Distinguishing modern humanitarianism as a particular form, phase, and “ideology of organized compassion,” Watenpaugh designates it a “phenomenon of late colonialism” of the late interwar period, informed by ideologies of race, ethnicity, and nation (pp. 4, 179-180). The book argues that in its modern formulation originating in Western Europe and North America, humanitarianism is distinct from its earlier version by virtue of its largely secular approach to “addressing the root causes of human suffering” (p. 44). Also making it modern is the regular use of social scientific methods and representative forms, and the propounding of a universalizing ideology of transnational practice.
Watenpaugh places this book in the growing scholarly conversation about the history of human rights and its relationship to the development of humanitarianism. He disagrees with scholars who find more overlaps between human rights and humanitarianism in the early part of the twentieth century. Instead, he insists that “the reason of humanitarianism pivoted not on the rights of the victim of war or genocide, but on the humanity of those providing assistance and ... the humanity of those receiving it” (p. 21). The academic “who started it and when” debate chugs on (recently refueled by Samuel Moyn’s provocative assertion in The Last Utopia: Human Rights in History [2010] that the human rights movement did not really begin until the 1970s), and the book is cast as “bringing the theory and practice of humanitarianism into the history of human rights” (p. 3). It comes to a somewhat vague conclusion that the League of Nations’ humanitarian discourse “seems to come so close ... to asserting the role of individual human rights,” but that it was only later and in response to humanitarianism’s failures that the human rights system crystallized in the 1940s (p. 180).

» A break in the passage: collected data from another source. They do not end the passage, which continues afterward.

//! silt-core - Core library for Silt
//!
//! This crate contains the offline record model, the durable local store,
//! the sync engine and scheduler, and the export/retention helpers shared
//! by all Silt interfaces.

pub mod config;
pub mod db;
pub mod error;
pub mod export;
pub mod models;
pub mod sync;

pub use error::{Error, Result};
pub use models::{DataType, Location, OfflineRecord, RecordId, SyncStatus};
//! Auto-sync scheduler

use std::time::Duration;

use tokio_util::sync::CancellationToken;
use tracing::{debug, error, info};

use crate::config::SyncSettings;
use crate::error::Result;

use super::SyncEngine;

/// Periodic sync driver, gated on remote reachability.
///
/// Cycles run strictly one at a time, so the engine's concurrency ceiling
/// is the only source of parallel network use. Unexpected errors are logged
/// and the loop continues after a shorter pause; only cancellation ends it.
pub struct AutoSync {
    engine: SyncEngine,
    batch_size: usize,
    interval: Duration,
    fallback_interval: Duration,
    cancel: CancellationToken,
}

impl AutoSync {
    #[must_use]
    pub fn new(engine: SyncEngine, settings: &SyncSettings, cancel: CancellationToken) -> Self {
        Self {
            engine,
            batch_size: settings.sync_batch_size,
            interval: settings.daemon_interval,
            fallback_interval: settings.fallback_interval,
            cancel,
        }
    }

    /// Run until cancelled.
    ///
    /// Cancellation is observed between cycles: an in-flight batch always
    /// finishes before the loop returns.
    pub async fn run(self) {
        info!(
            interval_secs = self.interval.as_secs(),
            batch_size = self.batch_size,
            "auto-sync scheduler started"
        );

        loop {
            if self.cancel.is_cancelled() {
                break;
            }

            let pause = match self.run_cycle().await {
                Ok(()) => self.interval,
                Err(err) => {
                    error!(error = %err, "auto-sync cycle failed");
                    self.fallback_interval
                }
            };

            tokio::select! {
                () = self.cancel.cancelled() => break,
                () = tokio::time::sleep(pause) => {}
            }
        }

        info!("auto-sync scheduler stopped");
    }

    async fn run_cycle(&self) -> Result<()> {
        if !self.engine.transport().probe_health().await {
            debug!("ingestion service unreachable, skipping cycle");
            return Ok(());
        }

        let report = self.engine.sync_batch(self.batch_size).await?;
        if report.total > 0 {
            info!(
                total = report.total,
                success = report.success,
                error = report.error,
                conflict = report.conflict,
                "auto-sync cycle complete"
            );
        }
        Ok(())
    }
}

#[cfg(test)]
mod tests {
    use super::*;
    use crate::config::{RetryPolicy, SyncSettings};
    use crate::db::Database;
    use crate::models::{DataType, Location, OfflineRecord, SyncStatus};
    use crate::sync::testing::{FakeBehavior, FakeTransport};
    use serde_json::json;
    use std::sync::Arc;
    use tokio::time::sleep;

    fn observation(species: &str) -> OfflineRecord {
        OfflineRecord::new(
            DataType::Observation,
            json!({"scientificName": species}),
            Location::new(-8.8, 13.2),
            "researcher_001",
            "mobile_001",
        )
    }

    fn fast_settings() -> SyncSettings {
        SyncSettings {
            daemon_interval: Duration::from_millis(20),
            fallback_interval: Duration::from_millis(20),
            ..SyncSettings::default()
        }
    }

    #[tokio::test(flavor = "multi_thread")]
    async fn daemon_syncs_once_remote_is_reachable() {
        let db = Database::open_in_memory().await.unwrap();
        let store = db.record_store(RetryPolicy::default());
        let record = observation("Tursiops truncatus");
        store.put(&record).await.unwrap();

        let settings = fast_settings();
        let transport = Arc::new(FakeTransport::new(FakeBehavior::Accept));
        let engine = SyncEngine::new(
            store.clone(),
            Arc::clone(&transport) as Arc<dyn crate::sync::IngestTransport>,
            &settings,
        );

        let cancel = CancellationToken::new();
        let scheduler = AutoSync::new(engine, &settings, cancel.clone());
        let handle = tokio::spawn(scheduler.run());

        sleep(Duration::from_millis(100)).await;
        cancel.cancel();
        handle.await.unwrap();

        let synced = store.get(&record.id).await.unwrap().unwrap();
        assert_eq!(synced.sync_status, SyncStatus::Synced);
    }

    #[tokio::test(flavor = "multi_thread")]
    async fn daemon_skips_cycles_while_unreachable() {
        let db = Database::open_in_memory().await.unwrap();
        let store = db.record_store(RetryPolicy::default());
        let record = observation("Tursiops truncatus");
        store.put(&record).await.unwrap();

        let settings = fast_settings();
        let transport = Arc::new(FakeTransport::new(FakeBehavior::Accept));
        transport.set_healthy(false);
        let engine = SyncEngine::new(
            store.clone(),
            Arc::clone(&transport) as Arc<dyn crate::sync::IngestTransport>,
            &settings,
        );

        let cancel = CancellationToken::new();
        let scheduler = AutoSync::new(engine, &settings, cancel.clone());
        let handle = tokio::spawn(scheduler.run());

        sleep(Duration::from_millis(100)).await;
        let still_pending = store.get(&record.id).await.unwrap().unwrap();
        assert_eq!(still_pending.sync_status, SyncStatus::Pending);
        assert!(transport.delivered().is_empty());

        // Connectivity returns; the loop picks the record up on its own
        transport.set_healthy(true);
        sleep(Duration::from_millis(100)).await;
        cancel.cancel();
        handle.await.unwrap();

        let synced = store.get(&record.id).await.unwrap().unwrap();
        assert_eq!(synced.sync_status, SyncStatus::Synced);
    }

    #[tokio::test(flavor = "multi_thread")]
    async fn cancellation_stops_the_loop_promptly() {
        let db = Database::open_in_memory().await.unwrap();
        let store = db.record_store(RetryPolicy::default());

        let settings = fast_settings();
        let transport = Arc::new(FakeTransport::new(FakeBehavior::Accept));
        let engine = SyncEngine::new(
            store,
            Arc::clone(&transport) as Arc<dyn crate::sync::IngestTransport>,
            &settings,
        );

        let cancel = CancellationToken::new();
        let scheduler = AutoSync::new(engine, &settings, cancel.clone());
        let handle = tokio::spawn(scheduler.run());

        sleep(Duration::from_millis(30)).await;
        cancel.cancel();

        tokio::time::timeout(Duration::from_secs(1), handle)
            .await
            .expect("scheduler did not stop after cancellation")
            .unwrap();
    }
}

What is interesting is the attention Watenpaugh draws to how political and national frameworks for understanding the mass brutalities of the Armenian genocide guided Western interventions in the interwar period. One of the critiques of present-day human rights and humanitarian practice is its pretense to an apolitical stance and its tendency to focus on individuals requiring Band-Aids for suffering rather than political solutions to systemic problems undergirding abuses. Watenpaugh’s history shows that, at least when it came to the Armenians, their existence as a national people, not just individually abused victims, was a Western priority. The ways that humanitarian actors generated knowledge about the Armenian situation influenced an “international consciousness that what had happened to the Armenians had been the ‘Murder of a Nation,’ [and] a ‘crime against humanity’” (p. 61). By contrast, in the book’s analysis of the “Hamidian massacres” of 1894-96, we see how political neutrality characterized the response of the American Red Cross, leading to “the substitution of humanitarianism for politics” (p. 67). Bread from Stones charts the transformations from this politically agnostic stance of humanitarianism of the late nineteen century to the Wilsonian inflected concern with the preservation of Armenians as a national people (set apart from their Arab Muslim context), ending with the failure of the humanitarian system and eventually the abandonment by the League of Nations of Armenian national aspirations.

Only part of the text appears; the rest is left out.